A panto also needs a pair of lovers, and “a villain who wants to prevent them from getting together,” King said. “You have the hero or heroine who has to undertake both a spiritual and very often a physical journey, from a position of poverty to a position of gain. On the way, harking back to medieval morality plays, you have forces of evil and good fighting over the destiny of the protagonist.” In the tale, a young woman volunteers to help her destitute merchant father by working at the castle of the hideous Beast. Similarities to what is probably the best-known version of the story, Disney’s 1991 animated film, end there, more or less. Instead, King draws on the 18th-century tale written by French novelist Gabrielle-Suzanne Barbot de Villeneuve. Challenges in adapting the story to the panto form included fitting everything into a digestible length. We work very hard to bring our plays in under two hours,” she said. This is done both for the sake of the younger audience members, as well as adults with attention spans not adapted to three to four hours, the lengths to which pantos could run a century ago.

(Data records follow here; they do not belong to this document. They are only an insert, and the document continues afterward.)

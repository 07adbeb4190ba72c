// Copyright 2025 Schelling Point Labs Inc
// SPDX-License-Identifier: AGPL-3.0-only

#![allow(dead_code)]

use std::sync::atomic::{AtomicBool, Ordering};
use std::sync::{Arc, Mutex};
use std::time::Duration;

use fd_core::decoder::{DecodeOptions, DecodedHandle, FlightDecoder};
use fd_core::error::{SandboxError, StreamError};
use fd_core::stream::ByteStream;
use fd_core::ChunkBuffer;
use futures::channel::mpsc;
use futures::{FutureExt, StreamExt};

pub type SourceTx = mpsc::UnboundedSender<Result<Vec<u8>, StreamError>>;

/// A source the test pushes bytes into by hand.
pub fn channel_source() -> (SourceTx, ByteStream) {
    let (tx, rx) = mpsc::unbounded();
    (tx, rx.boxed())
}

pub fn push(tx: &SourceTx, text: &str) {
    tx.unbounded_send(Ok(text.as_bytes().to_vec()))
        .expect("source receiver alive");
}

/// What one decode call has seen of its input so far.
#[derive(Debug, Default, Clone)]
pub struct Captured {
    pub bytes: Vec<u8>,
    /// `Some(Ok)` once closed, `Some(Err)` once errored.
    pub end: Option<Result<(), StreamError>>,
}

impl Captured {
    pub fn text(&self) -> String {
        String::from_utf8_lossy(&self.bytes).into_owned()
    }
}

/// Decoder double that records its input instead of decoding it.
#[derive(Default, Clone)]
pub struct CapturingDecoder {
    calls: Arc<Mutex<Vec<Arc<Mutex<Captured>>>>>,
}

impl CapturingDecoder {
    pub fn new() -> Self {
        Self::default()
    }

    pub fn captured(&self, index: usize) -> Captured {
        let calls = self.calls.lock().unwrap();
        let captured = calls[index].lock().unwrap().clone();
        captured
    }

    pub fn decode_count(&self) -> usize {
        self.calls.lock().unwrap().len()
    }
}

impl FlightDecoder for CapturingDecoder {
    fn decode(&self, mut output: ByteStream, _options: DecodeOptions) -> DecodedHandle {
        let captured = Arc::new(Mutex::new(Captured::default()));
        self.calls.lock().unwrap().push(captured.clone());
        tokio::spawn(async move {
            while let Some(item) = output.next().await {
                match item {
                    Ok(bytes) => captured.lock().unwrap().bytes.extend(bytes),
                    Err(err) => {
                        captured.lock().unwrap().end = Some(Err(err));
                        return;
                    }
                }
            }
            captured.lock().unwrap().end = Some(Ok(()));
        });
        futures::future::pending::<fd_core::DecodeResult>().boxed().shared()
    }
}

/// Poll `condition` until it holds, failing the test after two seconds.
pub async fn eventually(mut condition: impl FnMut() -> bool) {
    tokio::time::timeout(Duration::from_secs(2), async {
        while !condition() {
            tokio::time::sleep(Duration::from_millis(2)).await;
        }
    })
    .await
    .expect("condition not reached in time");
}

/// Buffer over a closed source holding exactly `body`.
pub async fn drained_buffer(body: &str, decoder: &CapturingDecoder) -> Arc<ChunkBuffer> {
    let source = fd_core::stream::from_chunks(vec![body.as_bytes().to_vec()]);
    let buffer = ChunkBuffer::new(source, decoder, DecodeOptions::default());
    buffer.wait_done().await;
    buffer
}

pub const SERVER_SOURCE: &str = r#"import { Button } from "./client";

export default function App() {
  return <div><Button action={like}>Like</Button></div>;
}

export async function like(count) {
  "use server";
  return count + 1;
}
"#;

pub const CLIENT_SOURCE: &str = r#""use client";

export function Button({ action, children }) {
  return <button onClick={() => action(1)}>{children}</button>;
}
"#;

/// Render output of [`SERVER_SOURCE`], as rows.
pub const RENDER_ROWS: &str = concat!(
    "1:I[\"client\",[],\"Button\"]\n",
    "2:{\"id\":\"like\",\"bound\":[]}\n",
    "0:[\"$\",\"div\",null,{\"children\":",
    "[\"$\",\"$L1\",null,{\"action\":\"$h2\",\"children\":\"Like\"}]}]\n",
);

pub const RENDERED_TREE: &str = "<div>\n  <Button action={[Function: like]}>Like</Button>\n</div>";

pub fn capture_sandbox() -> Arc<fd_core::CaptureSandbox> {
    Arc::new(
        fd_core::CaptureSandbox::new(fd_core::Capture::new(RENDER_ROWS))
            .with_action("like", fd_core::Capture::new("0:{\"count\":6}\n")),
    )
}

pub fn session_parts(sandbox: Arc<fd_core::CaptureSandbox>) -> fd_core::SessionParts {
    fd_core::SessionParts {
        compiler: Arc::new(fd_core::DirectiveScanner::new()),
        sandbox,
        decoder: Arc::new(fd_core::RowDecoder::new()),
    }
}

pub fn parts_with(sandbox: Arc<dyn fd_core::Sandbox>) -> fd_core::SessionParts {
    fd_core::SessionParts {
        compiler: Arc::new(fd_core::DirectiveScanner::new()),
        sandbox,
        decoder: Arc::new(fd_core::RowDecoder::new()),
    }
}

/// How [`ScriptedSandbox`] answers a render request.
#[derive(Debug, Clone, Copy)]
pub enum RenderScript {
    Reject(&'static str),
    /// Never answer.
    Stall,
}

/// Sandbox double that accepts any deployment and scripts the render reply.
pub struct ScriptedSandbox {
    script: RenderScript,
    rendering: AtomicBool,
    terminated: AtomicBool,
}

impl ScriptedSandbox {
    pub fn new(script: RenderScript) -> Arc<Self> {
        Arc::new(Self {
            script,
            rendering: AtomicBool::new(false),
            terminated: AtomicBool::new(false),
        })
    }

    pub fn is_rendering(&self) -> bool {
        self.rendering.load(Ordering::SeqCst)
    }

    pub fn is_terminated(&self) -> bool {
        self.terminated.load(Ordering::SeqCst)
    }
}

#[async_trait::async_trait]
impl fd_core::Sandbox for ScriptedSandbox {
    async fn deploy(
        &self,
        _code: &str,
        _manifest: &fd_core::ClientManifest,
        _action_names: &[String],
    ) -> Result<(), SandboxError> {
        Ok(())
    }

    async fn render(&self) -> Result<ByteStream, SandboxError> {
        self.rendering.store(true, Ordering::SeqCst);
        match self.script {
            RenderScript::Reject(message) => Err(SandboxError::new(message)),
            RenderScript::Stall => futures::future::pending().await,
        }
    }

    async fn call_action(
        &self,
        action_id: &str,
        _args: fd_core::EncodedArgs,
    ) -> Result<ByteStream, SandboxError> {
        Err(SandboxError::new(format!("unexpected call to {}", action_id)))
    }

    fn terminate(&self) {
        self.terminated.store(true, Ordering::SeqCst);
    }
}
// Copyright 2025 Schelling Point Labs Inc
// SPDX-License-Identifier: AGPL-3.0-only

use std::io::Write;
use std::path::PathBuf;

use fd_cli::{config, Cli, Commands, Parser};
use fd_logging::CliLogLevel;

#[test]
fn replay_arguments_parse() {
    let cli = Cli::try_parse_from([
        "flightdeck",
        "replay",
        "--render",
        "render.rsc",
        "--action",
        "like=like.rsc",
        "--action",
        "save=save.rsc",
        "--auto",
        "--set",
        "playback.step-interval-ms=10",
    ])
    .unwrap();

    assert_eq!(cli.set, vec!["playback.step-interval-ms=10"]);
    let Commands::Replay(args) = cli.command else {
        panic!("expected replay");
    };
    assert_eq!(args.render, PathBuf::from("render.rsc"));
    assert_eq!(
        args.actions,
        vec![
            ("like".to_string(), PathBuf::from("like.rsc")),
            ("save".to_string(), PathBuf::from("save.rsc")),
        ]
    );
    assert!(args.auto);
    assert!(args.server.is_none());
}

#[test]
fn malformed_action_flag_is_rejected() {
    let result = Cli::try_parse_from([
        "flightdeck",
        "replay",
        "--render",
        "render.rsc",
        "--action",
        "like",
    ]);
    assert!(result.is_err());
}

#[test]
fn log_level_flag_becomes_an_override() {
    let cli = Cli::try_parse_from(["flightdeck", "--log-level", "debug", "config"]).unwrap();
    assert_eq!(cli.logging.log_level, Some(CliLogLevel::Debug));
    let overrides = cli.flag_overrides().unwrap();
    assert_eq!(overrides, vec![("log-level".to_string(), "debug".to_string())]);
}

#[test]
fn config_file_and_overrides_reach_the_settings() {
    let mut file = tempfile::NamedTempFile::new().unwrap();
    writeln!(
        file,
        "log-level = \"warn\"\n\n[playback]\nstep-interval-ms = 40\n\n[capture]\nchunk-size = 8\n"
    )
    .unwrap();

    let overrides = vec![("playback.auto-play".to_string(), "true".to_string())];
    let (settings, resolved) =
        config::load(file.path().to_str(), &overrides).unwrap();

    assert_eq!(settings.playback.step_interval_ms, 40);
    assert!(settings.playback.auto_play);
    assert_eq!(settings.capture.chunk_size, 8);
    assert_eq!(settings.worker.ready_timeout_ms, 5000);
    assert_eq!(settings.logging.level, Some(CliLogLevel::Warn));
    assert!(resolved.layers.contains(&fd_config::Scope::CliConfig));
}

#[test]
fn missing_config_file_is_an_error() {
    assert!(config::load(Some("/definitely/not/here.toml"), &[]).is_err());
}
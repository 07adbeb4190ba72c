// Copyright 2025 Schelling Point Labs Inc
// SPDX-License-Identifier: AGPL-3.0-only

mod common;

use common::{
    capture_sandbox, eventually, parts_with, session_parts, RenderScript, ScriptedSandbox,
    CLIENT_SOURCE, RENDERED_TREE, SERVER_SOURCE,
};
use fd_core::model::Row;
use fd_core::{
    render_decoded, EntryKind, FlightValue, SessionError, SessionStatus, WorkspaceSession,
};
use serde_json::json;
use tokio_util::sync::CancellationToken;

#[tokio::test]
async fn ready_session_installs_the_render_entry() {
    let sandbox = capture_sandbox();
    let session = WorkspaceSession::create(
        SERVER_SOURCE,
        CLIENT_SOURCE,
        session_parts(sandbox.clone()),
        CancellationToken::new(),
    )
    .await;

    assert_eq!(
        session.status(),
        &SessionStatus::Ready {
            available_actions: vec!["like".into()]
        }
    );
    assert!(session.manifest().contains_key("client#Button"));
    assert!(session.modules().resolves("client", "Button"));

    let deployment = sandbox.deployment().expect("deployed");
    assert_eq!(deployment.action_names, vec!["like".to_string()]);
    assert_eq!(deployment.code, SERVER_SOURCE);

    let timeline = session.timeline();
    assert_eq!(timeline.len(), 1);
    timeline.buffer(0).unwrap().wait_done().await;
    let snapshot = timeline.snapshot();
    assert_eq!(snapshot.entries[0].kind, EntryKind::Render);
    assert_eq!(snapshot.total_chunks, 3);
    assert_eq!(snapshot.cursor, 0);
}

#[tokio::test]
async fn stepping_the_render_resolves_the_tree() {
    let session = WorkspaceSession::create(
        SERVER_SOURCE,
        CLIENT_SOURCE,
        session_parts(capture_sandbox()),
        CancellationToken::new(),
    )
    .await;
    let timeline = session.timeline();
    timeline.buffer(0).unwrap().wait_done().await;

    let decoded = timeline.snapshot().entries[0].decoded.clone();
    timeline.step_forward();
    timeline.step_forward();
    tokio::task::yield_now().await;
    assert_eq!(render_decoded(&decoded), "Pending");

    timeline.step_forward();
    let model = decoded.clone().await.expect("render decodes");
    eventually(|| model.is_complete()).await;
    assert_eq!(render_decoded(&decoded), RENDERED_TREE);
}

#[tokio::test]
async fn decoded_ui_calls_back_into_the_session() {
    let sandbox = capture_sandbox();
    let session = WorkspaceSession::create(
        SERVER_SOURCE,
        CLIENT_SOURCE,
        session_parts(sandbox.clone()),
        CancellationToken::new(),
    )
    .await;
    let timeline = session.timeline().clone();
    timeline.buffer(0).unwrap().wait_done().await;
    timeline.skip_to_entry_end();

    let model = timeline.snapshot().entries[0]
        .decoded
        .clone()
        .await
        .expect("render decodes");
    let references = model.server_references();
    assert_eq!(references.len(), 1);
    let (row, reference) = &references[0];
    assert_eq!(reference.name(), "like");

    let row = *row;
    let call = tokio::spawn(async move { model.call_server_reference(row, vec![json!(5)]).await });

    eventually(|| timeline.len() == 2).await;
    let snapshot = timeline.snapshot();
    assert_eq!(
        snapshot.entries[1].kind,
        EntryKind::Action {
            name: "like".into(),
            args: "0=[5]".into()
        }
    );
    assert_eq!(sandbox.calls()[0].args, vec![json!(5)]);

    timeline.buffer(1).unwrap().wait_done().await;
    assert!(timeline.step_forward());
    let result = call.await.unwrap().expect("action decodes");
    match result.root() {
        Some(Row::Model(value)) => assert_eq!(value.get("count"), Some(&FlightValue::Number(6.0))),
        other => panic!("unexpected root {:?}", other),
    }
}

#[tokio::test]
async fn compile_errors_produce_an_error_session() {
    let sandbox = capture_sandbox();
    let session = WorkspaceSession::create(
        SERVER_SOURCE,
        "export function Button() {}",
        session_parts(sandbox.clone()),
        CancellationToken::new(),
    )
    .await;

    assert_eq!(
        session.status(),
        &SessionStatus::Error {
            message: "Client code must start with \"use client\" directive.".into()
        }
    );
    assert!(!session.is_ready());
    assert!(session.available_actions().is_empty());
    assert!(session.timeline().is_empty());
    assert!(sandbox.deployment().is_none());
}

#[tokio::test]
async fn error_sessions_refuse_actions() {
    let sandbox = capture_sandbox();
    let session = WorkspaceSession::create(
        SERVER_SOURCE,
        "export function Button() {}",
        session_parts(sandbox.clone()),
        CancellationToken::new(),
    )
    .await;

    let Err(err) = session.add_raw_action("like", "0=%5B%5D").await else {
        panic!("an error session must not accept actions");
    };
    assert_eq!(
        err.to_string(),
        "Session is not ready: Client code must start with \"use client\" directive."
    );
    let Err(err) = session.call_server("like", vec![json!(1)]).await else {
        panic!("an error session must not accept actions");
    };
    assert!(matches!(err, SessionError::NotReady(_)));

    assert!(session.timeline().is_empty());
    assert!(sandbox.calls().is_empty());
}

#[tokio::test]
async fn rejected_render_produces_an_error_session() {
    let sandbox = ScriptedSandbox::new(RenderScript::Reject("No code deployed"));
    let session = WorkspaceSession::create(
        SERVER_SOURCE,
        CLIENT_SOURCE,
        parts_with(sandbox.clone()),
        CancellationToken::new(),
    )
    .await;

    assert_eq!(
        session.status(),
        &SessionStatus::Error {
            message: "No code deployed".into()
        }
    );
    assert!(session.timeline().is_empty());
    assert!(!sandbox.is_terminated());

    drop(session);
    assert!(sandbox.is_terminated());
}

#[tokio::test]
async fn raw_payloads_that_cannot_be_decoded_become_failed_entries() {
    let session = WorkspaceSession::create(
        SERVER_SOURCE,
        CLIENT_SOURCE,
        session_parts(capture_sandbox()),
        CancellationToken::new(),
    )
    .await;

    let buffer = session
        .add_raw_action("like", "name=alice")
        .await
        .expect("session is ready");
    buffer.wait_done().await;
    let error = buffer.error().expect("stream failed");
    assert!(error.message.starts_with("couldn't parse the request payload"));
    assert_eq!(buffer.row_count(), 0);
    assert!(buffer.is_closed());

    let snapshot = session.timeline().snapshot();
    assert_eq!(
        snapshot.entries[1].kind,
        EntryKind::Action {
            name: "like".into(),
            args: "name=alice".into()
        }
    );
    eventually(|| render_decoded(&snapshot.entries[1].decoded) != "Pending").await;
    assert!(render_decoded(&snapshot.entries[1].decoded).starts_with("Error: couldn't parse"));
}

#[tokio::test]
async fn unknown_actions_fail_their_entry() {
    let session = WorkspaceSession::create(
        SERVER_SOURCE,
        CLIENT_SOURCE,
        session_parts(capture_sandbox()),
        CancellationToken::new(),
    )
    .await;

    let buffer = session
        .add_raw_action("missing", "0=%5B%5D")
        .await
        .expect("session is ready");
    buffer.wait_done().await;
    assert_eq!(buffer.error().unwrap().message, "Action \"missing\" not found");
}

#[tokio::test]
async fn cancelled_creation_terminates_the_sandbox() {
    let sandbox = capture_sandbox();
    let cancel = CancellationToken::new();
    cancel.cancel();
    let session = WorkspaceSession::create(
        SERVER_SOURCE,
        CLIENT_SOURCE,
        session_parts(sandbox.clone()),
        cancel,
    )
    .await;

    assert_eq!(
        session.status(),
        &SessionStatus::Error {
            message: "Session creation cancelled".into()
        }
    );
    assert!(session.timeline().is_empty());
    assert!(sandbox.is_terminated());
}

#[tokio::test]
async fn dropping_the_session_terminates_the_sandbox() {
    let sandbox = capture_sandbox();
    let session = WorkspaceSession::create(
        SERVER_SOURCE,
        CLIENT_SOURCE,
        session_parts(sandbox.clone()),
        CancellationToken::new(),
    )
    .await;
    assert!(!sandbox.is_terminated());

    drop(session);
    assert!(sandbox.is_terminated());
}

#[tokio::test]
async fn cancelling_during_render_terminates_the_sandbox() {
    let sandbox = ScriptedSandbox::new(RenderScript::Stall);
    let cancel = CancellationToken::new();
    let (session, ()) = tokio::join!(
        WorkspaceSession::create(
            SERVER_SOURCE,
            CLIENT_SOURCE,
            parts_with(sandbox.clone()),
            cancel.clone(),
        ),
        async {
            eventually(|| sandbox.is_rendering()).await;
            cancel.cancel();
        }
    );

    assert_eq!(
        session.status(),
        &SessionStatus::Error {
            message: "Session creation cancelled".into()
        }
    );
    assert!(session.timeline().is_empty());
    assert!(sandbox.is_terminated());
}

Besides story motifs, pantos have stock roles. For King’s Beauty and the Beast, the Idle Jack — whose role is to interact with the kids in the audience — is played by Stephen Elcheshen. Alan Cedargreen plays the Dame (here, named Frau Schackenbacken), a panto role traditionally performed by a man in a dress — though “it’s not a drag act,” said King. “It’s very different.” Like King, Cedargreen grew up in England knowing panto. “There’s a style of playing real panto that you need to know, I can’t put it into words — it’s an intangible. And he has that,” said King.

The main villain is played by Kerri Norris who, like Cedargreen, is a longtime player with the Royal Canadian Theatre Company. Norris is also the company’s costumer. Good and evil are represented by the fairy and the demon. “They’re the motivators,” King said. This year the demon is her son, James King; the fairy queen is played by Jacqueline Koenig. Crystal Weltzin plays the Beauty, Isabella. Jacqueline Bruce plays the Beast, who fills the panto role of Principal Boy, representing the personification of pure romantic love. In a tradition dating to the 18th century, Bruce wears tights — fishnet — and high heels. “Instead of a monstrous beast, we’re using a very stylized, elegant beast,” King said.

The panto begins with a prologue to explain how the Beast came to be the Beast — while hunting in the forest, he is very rude to a witch, who causes the transformation. “So he kind of looks like a stag that he might have been hunting. I really like that idea — it’s very elegant, but still not human.” Along with fairy-tale elements, this Beauty and the Beast contains references to contemporary events. “That tradition dates from the turn of the 19th into the 20th century, when a lot of East End of London musical turns were invited to come and join panto,” King said. “They used it as a platform to air their social ills and grievances. We do that too, though we’re not as serious about it. Obviously, Trump is in there. We try to be even-handed and hit on all major parties equally, but there are some targets you’ve just got to hit.”